Haru

Haru

Title: Haru
Genre: Literary Novel
Publisher: Catedral
Date of publication: March 2016
Pages: 384
Rights sold: Poland / Wydawnictwo Nisza

Haru is a unique, moving novel, a universal and magical story steeped in oriental culture. It is a tale of learning, whose heroine discovers that nothing is easy and that moving forward in life requires patience, steadfastness and the wisdom of the masters.

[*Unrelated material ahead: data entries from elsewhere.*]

//! Proctor check execution engine: a declarative runner for
//! code-review and workflow automation checks.
//!
//! A catalog of checks (AI reviews, shell commands, HTTP calls,
//! in-process scripts, memory operations, nested workflows) with
//! declared dependencies, triggers, guard conditions, and routing
//! directives is planned into a layered topological order, executed in
//! waves with bounded parallelism, journalled append-only, and routed
//! through conditional `goto` / `run` / `on_finish` edges until a fixed
//! point is reached.

#![warn(clippy::pedantic)]
#![allow(clippy::result_large_err)]

pub mod cancel;
pub mod config;
pub mod engine;
pub mod error;
pub mod events;
pub mod expr;
pub mod journal;
pub mod planner;
pub mod provider;
pub mod providers;
pub mod results;
pub mod retry;
pub mod routing;
pub mod runtime;
pub mod scope;
pub mod session;
pub mod spec;
pub mod types;

pub use config::{EngineOptions, LoadedConfig, load_str};
pub use engine::{EngineConfig, RunOptions, run, run_document};
pub use error::{EngineError, EngineResult};
pub use journal::{Journal, JournalEntry};
pub use results::{RunResult, RunStatistics};
pub use scope::Scope;
pub use spec::CheckSpec;
pub use types::*;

Haru is 15 years old when her father, a teacher of calligraphy and a strict man, sends her to an archery dojo. He is fulfilling the wish of her mother, who on her deathbed tells her that she must not be a nuisance to her father and that she must learn the discipline and the art of archery. Haru agrees against her will but does not understand her mother’s demand. She does not even have time to miss her as she has to grab a few belongings and hurry to the dojo. There she will meet three teachers and seven pupils. She will spend a few years there in a continual inner struggle between the acceptance of her masters’ teachings and the knot that she has been dragging in her soul ever since she left home.

When the apprenticeship is finished, and the pupils have learnt the discipline of archery – the discipline of life- they leave the protective dojo and have to face up to modern life. Their destinies interweave and this shows how the vicissitudes of life can shape the purest soul. Haru starts working as an apprentice to an old man who calls himself a master shoemaker. She spends a few more years there but in the end the years of emptiness and lack of contact with her father weigh heavily on her and her life goes off the rails. Or rather it gets back on them, as she says. She forgets the teachings and the discipline and becomes attracted to material goods. Haru’s life will only make sense when she comes full circle, when she realizes that in order to leave home, you must first return. And forgive.

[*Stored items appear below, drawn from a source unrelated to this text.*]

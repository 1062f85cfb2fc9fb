//! Tests for the expression language: parsing, evaluation, helper
//! functions, coercions, and safe-default failure semantics.

use serde_json::{Value, json};

use proctor_engine::expr::{CompiledExpr, EvalInput};
use proctor_engine::types::{Issue, IssueCounts, PrInfo, Severity};
use proctor_memory::MemoryStore;

fn pr_fixture() -> PrInfo {
    PrInfo {
        number: Some(42),
        title: "Add journal".to_string(),
        author: "mallory".to_string(),
        author_association: "MEMBER".to_string(),
        author_permission: Some("write".to_string()),
        files: vec!["src/lib.rs".to_string(), "docs/readme.md".to_string()],
        ..PrInfo::default()
    }
}

fn input_with<'a>(
    output: Value,
    outputs: Value,
    metadata: IssueCounts,
    pr: &'a PrInfo,
    memory: Option<&'a MemoryStore>,
) -> EvalInput<'a> {
    EvalInput::new(output, outputs, metadata, json!({}), pr, memory)
}

fn eval(source: &str, input: &EvalInput<'_>) -> Value {
    CompiledExpr::compile(source)
        .expect("compiles")
        .evaluate(input)
        .expect("evaluates")
}

#[test]
fn literals_and_arithmetic() {
    let pr = PrInfo::default();
    let input = input_with(Value::Null, json!({}), IssueCounts::default(), &pr, None);

    assert_eq!(eval("1 + 2 * 3", &input), json!(7));
    assert_eq!(eval("(1 + 2) * 3", &input), json!(9));
    assert_eq!(eval("10 % 3", &input), json!(1));
    assert_eq!(eval("-4 + 1", &input), json!(-3));
    assert_eq!(eval("1.5 + 1.5", &input), json!(3));
    assert_eq!(eval("'a' + 'b'", &input), json!("ab"));
    assert_eq!(eval("'n=' + 3", &input), json!("n=3"));
}

#[test]
fn comparisons_and_logic() {
    let pr = PrInfo::default();
    let input = input_with(Value::Null, json!({}), IssueCounts::default(), &pr, None);

    assert_eq!(eval("2 < 3 && 3 <= 3", &input), json!(true));
    assert_eq!(eval("2 > 3 || 'x' == 'x'", &input), json!(true));
    assert_eq!(eval("1 != 2", &input), json!(true));
    assert_eq!(eval("!false", &input), json!(true));
    assert_eq!(eval("'b' > 'a'", &input), json!(true));
    // Short-circuit: the right side would error if evaluated.
    assert_eq!(eval("false && unknownFn()", &input), json!(false));
}

#[test]
fn ternary_and_null() {
    let pr = PrInfo::default();
    let input = input_with(Value::Null, json!({"n": 2}), IssueCounts::default(), &pr, None);

    assert_eq!(eval("outputs.n < 3 ? 'again' : null", &input), json!("again"));
    assert_eq!(eval("outputs.n < 2 ? 'again' : null", &input), Value::Null);
}

#[test]
fn member_and_index_access() {
    let pr = PrInfo::default();
    let outputs = json!({
        "fetch": { "status": "ok", "items": [10, 20, 30] },
        "history": { "process": [1, 2, 3] },
    });
    let input = input_with(json!({"exitCode": 0}), outputs, IssueCounts::default(), &pr, None);

    assert_eq!(eval("output.exitCode == 0", &input), json!(true));
    assert_eq!(eval("outputs.fetch.status", &input), json!("ok"));
    assert_eq!(eval("outputs.fetch.items[1]", &input), json!(20));
    assert_eq!(eval("outputs['fetch']['status']", &input), json!("ok"));
    assert_eq!(eval("outputs.history['process'].length", &input), json!(3));
    assert_eq!(eval("length(outputs.history['process'])", &input), json!(3));
    // Missing members resolve to null, not errors.
    assert_eq!(eval("outputs.missing", &input), Value::Null);
    assert_eq!(eval("outputs.fetch.items[9]", &input), Value::Null);
}

#[test]
fn string_helpers() {
    let pr = PrInfo::default();
    let input = input_with(
        json!("hello world"),
        json!({"list": [1, 2]}),
        IssueCounts::default(),
        &pr,
        None,
    );

    assert_eq!(eval("contains(output, 'world')", &input), json!(true));
    assert_eq!(eval("contains(outputs.list, 2)", &input), json!(true));
    assert_eq!(eval("contains(outputs.list, 9)", &input), json!(false));
    assert_eq!(eval("startsWith(output, 'hello')", &input), json!(true));
    assert_eq!(eval("endsWith(output, 'planet')", &input), json!(false));
    assert_eq!(eval("length(output)", &input), json!(11));
}

#[test]
fn issue_helpers_use_metadata() {
    let pr = PrInfo::default();
    let issues = vec![
        Issue {
            file: None,
            line: None,
            severity: Severity::Critical,
            message: "overflow".to_string(),
            rule: None,
            suppressed: false,
        },
        Issue {
            file: None,
            line: None,
            severity: Severity::Warning,
            message: "style".to_string(),
            rule: None,
            suppressed: false,
        },
        Issue {
            file: None,
            line: None,
            severity: Severity::Critical,
            message: "suppressed".to_string(),
            rule: None,
            suppressed: true,
        },
    ];
    let metadata = IssueCounts::tally(&issues);
    let input = input_with(Value::Null, json!({}), metadata, &pr, None);

    assert_eq!(eval("hasIssue()", &input), json!(true));
    assert_eq!(eval("hasIssue('critical')", &input), json!(true));
    assert_eq!(eval("hasIssue('error')", &input), json!(false));
    // The suppressed critical is not counted.
    assert_eq!(eval("countIssues('critical')", &input), json!(1));
    assert_eq!(eval("countIssues()", &input), json!(2));
}

#[test]
fn pr_helpers() {
    let pr = pr_fixture();
    let input = input_with(Value::Null, json!({}), IssueCounts::default(), &pr, None);

    assert_eq!(eval("isOwner()", &input), json!(false));
    assert_eq!(eval("isMember()", &input), json!(true));
    assert_eq!(eval("hasMinPermission('write')", &input), json!(true));
    assert_eq!(eval("hasMinPermission('admin')", &input), json!(false));
    assert_eq!(eval("hasFileMatching('src/*.rs')", &input), json!(true));
    assert_eq!(eval("hasFileMatching('*.py')", &input), json!(false));
    assert_eq!(eval("pr.number == 42", &input), json!(true));
    assert_eq!(eval("pr.author", &input), json!("mallory"));
}

#[test]
fn memory_read_surface() {
    let pr = PrInfo::default();
    let store = MemoryStore::new();
    store.set("n", json!(3), None);
    store.set("flag", json!(true), Some("ns"));
    let input = input_with(Value::Null, json!({}), IssueCounts::default(), &pr, Some(&store));

    assert_eq!(eval("memory.get('n')", &input), json!(3));
    assert_eq!(eval("memory.get('n') < 3 ? 'counter' : null", &input), Value::Null);
    assert_eq!(eval("memory.get('flag', 'ns')", &input), json!(true));
    assert_eq!(eval("memory.has('missing')", &input), json!(false));
    assert_eq!(eval("contains(memory.list(), 'n')", &input), json!(true));

    // Mutating operations are not exposed to expressions.
    let compiled = CompiledExpr::compile("memory.set('n', 9)").expect("compiles");
    assert!(compiled.evaluate(&input).is_err());
}

#[test]
fn compile_errors_are_reported() {
    assert!(CompiledExpr::compile("").is_err());
    assert!(CompiledExpr::compile("1 +").is_err());
    assert!(CompiledExpr::compile("outputs..x").is_err());
    assert!(CompiledExpr::compile("'unterminated").is_err());
    let oversized = "1 + ".repeat(2000) + "1";
    assert!(CompiledExpr::compile(&oversized).is_err());
}

#[test]
fn role_wrappers_apply_safe_defaults() {
    let pr = PrInfo::default();
    let input = input_with(Value::Null, json!({}), IssueCounts::default(), &pr, None);

    // Unknown function: predicate defaults to false.
    let broken = CompiledExpr::compile("unknownFn(1)").expect("compiles");
    assert!(!broken.evaluate_bool(&input));

    // goto returning a non-string is ignored.
    let numeric = CompiledExpr::compile("1 + 1").expect("compiles");
    assert_eq!(numeric.evaluate_goto(&input), None);

    // Nullish goto means no jump.
    let nullish = CompiledExpr::compile("null").expect("compiles");
    assert_eq!(nullish.evaluate_goto(&input), None);

    let target = CompiledExpr::compile("'fetch'").expect("compiles");
    assert_eq!(target.evaluate_goto(&input), Some("fetch".to_string()));
}

#[test]
fn run_target_coercion() {
    let pr = PrInfo::default();
    let input = input_with(Value::Null, json!({}), IssueCounts::default(), &pr, None);

    let single = CompiledExpr::compile("'lint'").expect("compiles");
    let targets = single.evaluate_run_targets(&input);
    assert_eq!(targets.len(), 1);
    assert_eq!(targets[0].target, "lint");
    assert!(targets[0].scope.is_none());

    let many = CompiledExpr::compile("['lint', 'test']").expect("compiles");
    assert_eq!(many.evaluate_run_targets(&input).len(), 2);

    // Malformed targets collapse to no-ops.
    let malformed = CompiledExpr::compile("42").expect("compiles");
    assert!(malformed.evaluate_run_targets(&input).is_empty());
}

#[test]
fn division_never_produces_non_finite_values() {
    let pr = PrInfo::default();
    let input = input_with(Value::Null, json!({}), IssueCounts::default(), &pr, None);

    let division = CompiledExpr::compile("1 / 0").expect("compiles");
    assert!(division.evaluate(&input).is_err());
    // As a predicate the error collapses to false.
    assert!(!division.evaluate_bool(&input));
}

#[test]
fn truthiness_matches_loose_semantics() {
    let pr = PrInfo::default();
    let input = input_with(
        Value::Null,
        json!({"zero": 0, "empty": "", "list": []}),
        IssueCounts::default(),
        &pr,
        None,
    );

    assert_eq!(eval("!outputs.zero", &input), json!(true));
    assert_eq!(eval("!outputs.empty", &input), json!(true));
    assert_eq!(eval("!outputs.missing", &input), json!(true));
    // Empty arrays are truthy.
    assert_eq!(eval("!outputs.list", &input), json!(false));
}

“Without professing any religion and following only her own intuition, Company portrays the Orient as a metaphor of the necessity to make a change and to learn.”

Clarín

“In the style of tales, which do not claim to be a part of any period of time but belong to all. This is shown in the choice of a story pertaining to the Oriental tradition of sinuous apprenticeship which should find its conclusion in the acquired wisdom.”